Highlights of Air Canada’s Business Class:
- Seats that offer verticality to horizontality at the press of a button, plus massages in three different lumbar locations.
- Complimentary ballpoint pen and sponge-bag
- Multiple offers of sparkling vino, port, gin and tonic (Canada Dry, of course).
- Some of the best food I’ve ever tasted (including a cream tea at 40,000 feet above the Rockies)
- Windows you can tint to your own level of ocular comfort.
- At “bedtime” (6.30 pm BST), an über-attentive stewardess unfurls my blanket and tucks me in. What am I supposed to answer when she enquires “Is there anything else I can do for you, Mr Baker?” “What about a goodnight kiss?”
Arriving in Vancouver slightly before I left Heathrow, I am whisked to the Georgian Court Hotel with two other British actors I have never before met and who I am destined never to see again. Although fellow guests tend to be brash American folk off whale-watching in a cruise-ship the size of Manhattan, the staff become my new best friends at once. Headed by a cheerful gentleman from The Philippines called Genesis (“Thank goodness you weren’t called Exodus,” quipped I, “for you’d’ve left by now”) they watch my comings and goings with my bird-photography lens with genial mystification. But do I care?– No, for I am in a land where they serve maple syrup on limitless breakfast pancakes from 2-litre bottles.
Day 1
The really hard work begins. At Wardrobe, I model two suits, three shirts, four ties. There is then a pause for five hours whilst the client agrees the combo. Ample time, then, for unseemly and ribald behaviour with my co-conspirator, “Divinder [Pureval], that brown English fella” as he typed into my phone contacts.

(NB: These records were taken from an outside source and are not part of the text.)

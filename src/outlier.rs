use crate::config::{OUTLIER_SCALE, OUTLIER_THRESHOLD};

/// Median of a list of floats. Even-length lists average the two middle
/// elements; NaNs sort last under total ordering.
fn median(mut values: Vec<f64>) -> f64 {
    values.sort_by(f64::total_cmp);
    let mid = values.len() / 2;
    if values.len() % 2 == 0 {
        (values[mid - 1] + values[mid]) / 2.0
    } else {
        values[mid]
    }
}

/// Remove statistical outliers from one channel's samples using the
/// modified z-score test (Iglewicz and Hoaglin 1993): a sample is rejected
/// when `0.6745 * d / median(d)` exceeds 3.5, where `d` is its Euclidean
/// distance from the channel's component-wise median.
///
/// When the median distance is zero (every sample identical) nothing is
/// rejected. A NaN-valued sample always fails the keep test and is
/// rejected; callers fall back to the unfiltered list if that empties the
/// channel.
pub fn filter_outliers<const N: usize>(values: &[[f64; N]]) -> Vec<[f64; N]> {
    if values.is_empty() {
        return Vec::new();
    }

    let mut center = [0.0; N];
    for axis in 0..N {
        center[axis] = median(values.iter().map(|v| v[axis]).collect());
    }

    let distances: Vec<f64> = values
        .iter()
        .map(|v| {
            v.iter()
                .zip(center.iter())
                .map(|(a, b)| (a - b) * (a - b))
                .sum::<f64>()
                .sqrt()
        })
        .collect();

    let mad = median(distances.clone());
    if mad == 0.0 {
        return values.to_vec();
    }

    values
        .iter()
        .zip(distances.iter())
        .filter(|(_, d)| OUTLIER_SCALE * *d / mad <= OUTLIER_THRESHOLD)
        .map(|(v, _)| *v)
        .collect()
}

The evening spent marvelling at the views from the Vancouver Look-out Tower.
Day 2
On location (an oak-panelled room somewhere in the suburbs), Divinder interviews me in my guise as Conservative No-deal Brexit Minister refusing to answer a straight question. Our scene is in the can after an hour of comedy British improvisation and, with the American clients fulsome in their appreciation, we retire exhausted for an early luncheon, beer and gossip followed by an hour or two photographing white-crowned sparrows and bush tits flitting about a coach park. Too exciting, I know, but you don’t see these stripey-headed little beasts in the UK.
Day 3
A ferry ride to Granville Island to photograph cormorants and seagulls against a backdrop of Downtown Vancouver’s deliciously homogenous silvery-grey apartment blocks.
Day 4
Snapped a heron amongst Canada Geese then met Seattle friends Kim and Mark for a cycle ride round forested Stanley Park. The highlight of the trip is the spectacle of three orcas cavorting thirty yards from the shoreline.
Divinder and I would have been even happier had not our scene been destined for the cutting room floor, but even in the absence of my substantial buy-out I must regard this as an away-break of a lifetime.